Work request. Could you write out, word for word, each line from the one containing "repository dfa0461c0b12e6b3" to the last line of the data below, both included and nothing more?

Stored data
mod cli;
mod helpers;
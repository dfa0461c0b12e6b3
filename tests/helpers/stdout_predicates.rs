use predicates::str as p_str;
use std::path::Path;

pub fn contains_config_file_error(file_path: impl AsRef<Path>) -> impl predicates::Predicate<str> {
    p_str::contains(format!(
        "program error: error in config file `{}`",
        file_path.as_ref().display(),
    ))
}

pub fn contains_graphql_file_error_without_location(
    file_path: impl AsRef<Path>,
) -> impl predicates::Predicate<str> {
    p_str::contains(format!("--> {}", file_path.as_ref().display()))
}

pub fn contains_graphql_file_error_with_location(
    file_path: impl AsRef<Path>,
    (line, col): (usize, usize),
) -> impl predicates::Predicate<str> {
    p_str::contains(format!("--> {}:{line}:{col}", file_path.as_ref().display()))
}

Solution to this task.
repository dfa0461c0b12e6b3
filename tests/helpers/stdout_predicates.rs
use predicates::str as p_str;
use std::path::Path;

pub fn contains_config_file_error(file_path: impl AsRef<Path>) -> impl predicates::Predicate<str> {
    p_str::contains(format!(
        "program error: error in config file `{}`",
        file_path.as_ref().display(),
    ))
}

pub fn contains_graphql_file_error_without_location(
    file_path: impl AsRef<Path>,
) -> impl predicates::Predicate<str> {
    p_str::contains(format!("--> {}", file_path.as_ref().display()))
}

pub fn contains_graphql_file_error_with_location(
    file_path: impl AsRef<Path>,
    (line, col): (usize, usize),
) -> impl predicates::Predicate<str> {
    p_str::contains(format!("--> {}:{line}:{col}", file_path.as_ref().display()))
}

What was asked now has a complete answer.